### TASK ITEM:
Report, as a bare number, how many lines in the data contain "enum".

### DATASET:
____________

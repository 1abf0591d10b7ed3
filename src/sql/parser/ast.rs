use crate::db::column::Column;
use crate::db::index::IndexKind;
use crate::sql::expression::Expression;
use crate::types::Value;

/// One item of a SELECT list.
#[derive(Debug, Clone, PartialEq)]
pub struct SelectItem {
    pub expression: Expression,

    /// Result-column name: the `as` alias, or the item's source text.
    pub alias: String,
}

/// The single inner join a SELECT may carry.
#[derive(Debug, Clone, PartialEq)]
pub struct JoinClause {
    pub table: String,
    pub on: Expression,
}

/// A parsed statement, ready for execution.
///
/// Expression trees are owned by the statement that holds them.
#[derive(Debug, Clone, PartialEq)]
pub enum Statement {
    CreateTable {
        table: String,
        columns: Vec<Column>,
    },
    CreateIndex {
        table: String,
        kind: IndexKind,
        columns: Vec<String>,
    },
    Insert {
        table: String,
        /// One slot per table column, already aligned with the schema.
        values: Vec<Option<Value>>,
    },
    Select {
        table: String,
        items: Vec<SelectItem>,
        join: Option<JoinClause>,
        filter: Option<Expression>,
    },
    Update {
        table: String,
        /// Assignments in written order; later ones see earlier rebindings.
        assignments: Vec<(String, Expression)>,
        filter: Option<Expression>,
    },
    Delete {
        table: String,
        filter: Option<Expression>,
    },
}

____________

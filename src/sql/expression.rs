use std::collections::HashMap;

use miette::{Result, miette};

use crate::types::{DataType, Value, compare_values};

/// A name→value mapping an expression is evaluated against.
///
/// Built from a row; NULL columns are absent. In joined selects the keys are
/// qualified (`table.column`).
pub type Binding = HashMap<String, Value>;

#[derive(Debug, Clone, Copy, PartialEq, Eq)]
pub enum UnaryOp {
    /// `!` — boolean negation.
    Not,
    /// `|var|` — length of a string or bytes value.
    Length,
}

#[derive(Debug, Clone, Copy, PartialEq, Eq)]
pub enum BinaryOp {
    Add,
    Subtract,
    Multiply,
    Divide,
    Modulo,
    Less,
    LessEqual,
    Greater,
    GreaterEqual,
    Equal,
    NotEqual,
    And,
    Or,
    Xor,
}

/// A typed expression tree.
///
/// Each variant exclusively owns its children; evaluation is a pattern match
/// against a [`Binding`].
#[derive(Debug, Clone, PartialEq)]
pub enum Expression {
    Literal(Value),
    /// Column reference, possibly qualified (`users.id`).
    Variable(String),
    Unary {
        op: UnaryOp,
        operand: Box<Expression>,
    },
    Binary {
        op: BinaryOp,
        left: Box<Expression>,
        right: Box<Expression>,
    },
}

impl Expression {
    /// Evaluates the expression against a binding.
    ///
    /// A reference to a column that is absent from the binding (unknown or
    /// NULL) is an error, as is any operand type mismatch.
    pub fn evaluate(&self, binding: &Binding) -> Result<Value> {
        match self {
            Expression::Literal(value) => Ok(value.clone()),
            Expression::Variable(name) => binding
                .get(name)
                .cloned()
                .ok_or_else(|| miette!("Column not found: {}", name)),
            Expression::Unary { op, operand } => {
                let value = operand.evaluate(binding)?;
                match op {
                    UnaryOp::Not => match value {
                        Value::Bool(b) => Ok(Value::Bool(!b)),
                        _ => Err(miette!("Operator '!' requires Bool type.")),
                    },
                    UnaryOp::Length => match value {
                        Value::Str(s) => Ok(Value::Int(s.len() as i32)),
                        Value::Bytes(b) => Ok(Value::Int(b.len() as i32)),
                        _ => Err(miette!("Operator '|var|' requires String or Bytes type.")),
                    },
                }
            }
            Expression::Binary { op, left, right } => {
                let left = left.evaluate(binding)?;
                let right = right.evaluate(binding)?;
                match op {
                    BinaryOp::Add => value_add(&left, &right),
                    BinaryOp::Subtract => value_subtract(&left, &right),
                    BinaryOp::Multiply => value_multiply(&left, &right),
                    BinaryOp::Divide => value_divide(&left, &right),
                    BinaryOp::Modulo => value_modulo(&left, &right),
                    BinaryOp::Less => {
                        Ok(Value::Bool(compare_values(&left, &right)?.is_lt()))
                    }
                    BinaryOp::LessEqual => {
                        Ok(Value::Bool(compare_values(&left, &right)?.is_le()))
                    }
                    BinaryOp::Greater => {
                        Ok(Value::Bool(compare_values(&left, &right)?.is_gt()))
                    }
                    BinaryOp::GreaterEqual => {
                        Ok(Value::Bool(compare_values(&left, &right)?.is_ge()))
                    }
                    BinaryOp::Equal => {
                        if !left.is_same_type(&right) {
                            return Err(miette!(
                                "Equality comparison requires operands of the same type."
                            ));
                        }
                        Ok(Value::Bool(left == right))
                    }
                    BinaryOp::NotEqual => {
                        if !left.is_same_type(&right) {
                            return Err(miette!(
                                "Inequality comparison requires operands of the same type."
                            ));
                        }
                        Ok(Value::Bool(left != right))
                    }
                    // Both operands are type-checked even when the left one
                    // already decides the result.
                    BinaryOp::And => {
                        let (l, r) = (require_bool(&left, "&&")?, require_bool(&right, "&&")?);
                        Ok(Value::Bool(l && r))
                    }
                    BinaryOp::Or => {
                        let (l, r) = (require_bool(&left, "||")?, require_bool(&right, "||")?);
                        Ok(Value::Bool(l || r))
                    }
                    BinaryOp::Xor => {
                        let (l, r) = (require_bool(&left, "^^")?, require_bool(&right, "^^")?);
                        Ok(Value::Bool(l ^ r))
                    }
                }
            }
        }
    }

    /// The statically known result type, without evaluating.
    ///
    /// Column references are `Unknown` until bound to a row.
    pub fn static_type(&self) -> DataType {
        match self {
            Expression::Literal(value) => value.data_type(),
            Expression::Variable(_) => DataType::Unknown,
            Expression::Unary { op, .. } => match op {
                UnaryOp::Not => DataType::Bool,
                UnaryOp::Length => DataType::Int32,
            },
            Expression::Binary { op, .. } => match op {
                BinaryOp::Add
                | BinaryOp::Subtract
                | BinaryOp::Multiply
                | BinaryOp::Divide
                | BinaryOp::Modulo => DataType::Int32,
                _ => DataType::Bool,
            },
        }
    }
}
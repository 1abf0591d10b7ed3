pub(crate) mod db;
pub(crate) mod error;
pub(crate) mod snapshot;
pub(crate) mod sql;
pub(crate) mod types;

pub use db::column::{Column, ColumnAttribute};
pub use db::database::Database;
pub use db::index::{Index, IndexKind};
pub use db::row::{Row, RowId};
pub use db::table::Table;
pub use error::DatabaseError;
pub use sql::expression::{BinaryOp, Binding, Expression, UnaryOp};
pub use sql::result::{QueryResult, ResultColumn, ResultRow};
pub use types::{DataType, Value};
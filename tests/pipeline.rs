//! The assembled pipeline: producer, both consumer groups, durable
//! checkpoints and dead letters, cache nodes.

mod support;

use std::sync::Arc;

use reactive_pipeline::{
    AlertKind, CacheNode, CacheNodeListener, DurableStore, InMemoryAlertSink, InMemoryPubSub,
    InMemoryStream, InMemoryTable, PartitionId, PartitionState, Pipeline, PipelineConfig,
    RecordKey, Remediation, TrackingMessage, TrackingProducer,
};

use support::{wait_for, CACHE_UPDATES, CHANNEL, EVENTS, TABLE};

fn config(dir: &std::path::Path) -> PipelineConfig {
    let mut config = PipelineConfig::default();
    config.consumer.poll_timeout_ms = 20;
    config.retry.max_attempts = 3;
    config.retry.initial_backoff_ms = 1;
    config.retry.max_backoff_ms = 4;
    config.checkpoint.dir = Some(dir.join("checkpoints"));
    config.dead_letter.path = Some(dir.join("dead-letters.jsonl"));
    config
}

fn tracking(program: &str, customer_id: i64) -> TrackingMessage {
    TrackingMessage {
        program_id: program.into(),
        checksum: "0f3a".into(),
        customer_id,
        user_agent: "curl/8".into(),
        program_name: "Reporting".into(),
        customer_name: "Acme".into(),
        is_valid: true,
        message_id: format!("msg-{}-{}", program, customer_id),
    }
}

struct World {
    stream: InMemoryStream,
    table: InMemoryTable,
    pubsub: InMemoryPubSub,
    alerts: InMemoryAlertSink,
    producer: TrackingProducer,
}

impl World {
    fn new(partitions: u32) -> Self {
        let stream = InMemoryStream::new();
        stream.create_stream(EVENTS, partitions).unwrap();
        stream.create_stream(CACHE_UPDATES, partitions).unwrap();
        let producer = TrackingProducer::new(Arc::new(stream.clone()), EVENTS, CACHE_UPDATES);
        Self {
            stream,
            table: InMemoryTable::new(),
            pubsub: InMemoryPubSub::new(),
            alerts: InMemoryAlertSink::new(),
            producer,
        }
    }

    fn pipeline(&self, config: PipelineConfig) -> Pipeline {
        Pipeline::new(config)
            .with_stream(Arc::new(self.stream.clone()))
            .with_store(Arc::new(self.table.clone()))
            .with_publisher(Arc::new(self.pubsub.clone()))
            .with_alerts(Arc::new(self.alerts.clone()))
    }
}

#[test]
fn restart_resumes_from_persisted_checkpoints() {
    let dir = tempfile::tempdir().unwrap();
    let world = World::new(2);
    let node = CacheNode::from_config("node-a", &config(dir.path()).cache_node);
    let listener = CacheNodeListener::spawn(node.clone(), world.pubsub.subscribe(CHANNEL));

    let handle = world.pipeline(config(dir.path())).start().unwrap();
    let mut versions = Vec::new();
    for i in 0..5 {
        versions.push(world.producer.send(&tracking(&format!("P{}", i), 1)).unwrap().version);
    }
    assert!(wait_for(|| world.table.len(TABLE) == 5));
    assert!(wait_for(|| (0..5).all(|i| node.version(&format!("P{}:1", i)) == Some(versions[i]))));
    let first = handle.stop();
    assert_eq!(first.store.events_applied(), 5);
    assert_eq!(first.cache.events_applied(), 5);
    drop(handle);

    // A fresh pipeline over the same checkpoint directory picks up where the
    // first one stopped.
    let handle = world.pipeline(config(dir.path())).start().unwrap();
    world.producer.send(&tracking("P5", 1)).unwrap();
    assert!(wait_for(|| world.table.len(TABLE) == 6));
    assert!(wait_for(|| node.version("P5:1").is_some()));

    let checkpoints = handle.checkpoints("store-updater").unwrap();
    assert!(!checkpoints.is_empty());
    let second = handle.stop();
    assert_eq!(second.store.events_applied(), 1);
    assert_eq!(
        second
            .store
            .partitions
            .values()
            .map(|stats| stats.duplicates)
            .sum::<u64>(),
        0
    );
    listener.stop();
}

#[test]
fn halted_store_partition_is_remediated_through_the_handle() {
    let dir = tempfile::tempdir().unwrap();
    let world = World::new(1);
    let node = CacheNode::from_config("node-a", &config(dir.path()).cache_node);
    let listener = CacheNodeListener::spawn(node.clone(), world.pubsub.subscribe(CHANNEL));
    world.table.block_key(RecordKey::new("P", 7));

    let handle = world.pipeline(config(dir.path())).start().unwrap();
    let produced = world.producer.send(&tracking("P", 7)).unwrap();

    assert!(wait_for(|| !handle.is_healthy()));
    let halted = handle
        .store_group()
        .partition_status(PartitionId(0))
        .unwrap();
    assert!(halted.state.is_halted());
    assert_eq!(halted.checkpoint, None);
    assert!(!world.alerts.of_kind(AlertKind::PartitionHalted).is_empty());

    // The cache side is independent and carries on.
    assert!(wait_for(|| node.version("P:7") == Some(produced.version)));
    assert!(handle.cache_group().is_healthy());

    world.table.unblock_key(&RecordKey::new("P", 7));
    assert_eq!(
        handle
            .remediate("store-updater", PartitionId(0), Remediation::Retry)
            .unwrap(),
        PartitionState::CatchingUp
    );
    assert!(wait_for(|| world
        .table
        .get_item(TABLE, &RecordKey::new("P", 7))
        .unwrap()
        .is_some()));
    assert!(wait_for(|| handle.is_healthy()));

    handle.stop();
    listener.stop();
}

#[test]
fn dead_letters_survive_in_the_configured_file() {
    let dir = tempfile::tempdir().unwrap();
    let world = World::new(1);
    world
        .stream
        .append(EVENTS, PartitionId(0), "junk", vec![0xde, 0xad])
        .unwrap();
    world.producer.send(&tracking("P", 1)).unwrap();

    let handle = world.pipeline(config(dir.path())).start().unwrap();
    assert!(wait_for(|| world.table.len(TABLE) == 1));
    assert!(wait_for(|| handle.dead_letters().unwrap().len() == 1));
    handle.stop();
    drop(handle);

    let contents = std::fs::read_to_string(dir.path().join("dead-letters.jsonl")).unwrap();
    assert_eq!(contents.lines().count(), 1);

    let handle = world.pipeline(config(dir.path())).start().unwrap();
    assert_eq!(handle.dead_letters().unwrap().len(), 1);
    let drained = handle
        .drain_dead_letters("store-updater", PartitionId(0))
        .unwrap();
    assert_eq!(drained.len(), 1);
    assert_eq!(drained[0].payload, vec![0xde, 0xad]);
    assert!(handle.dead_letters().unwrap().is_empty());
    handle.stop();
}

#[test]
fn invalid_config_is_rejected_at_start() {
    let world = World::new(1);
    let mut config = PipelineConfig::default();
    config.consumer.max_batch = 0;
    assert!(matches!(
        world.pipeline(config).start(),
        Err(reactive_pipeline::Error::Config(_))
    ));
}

____________

### RESULT FOR THIS TASK:
4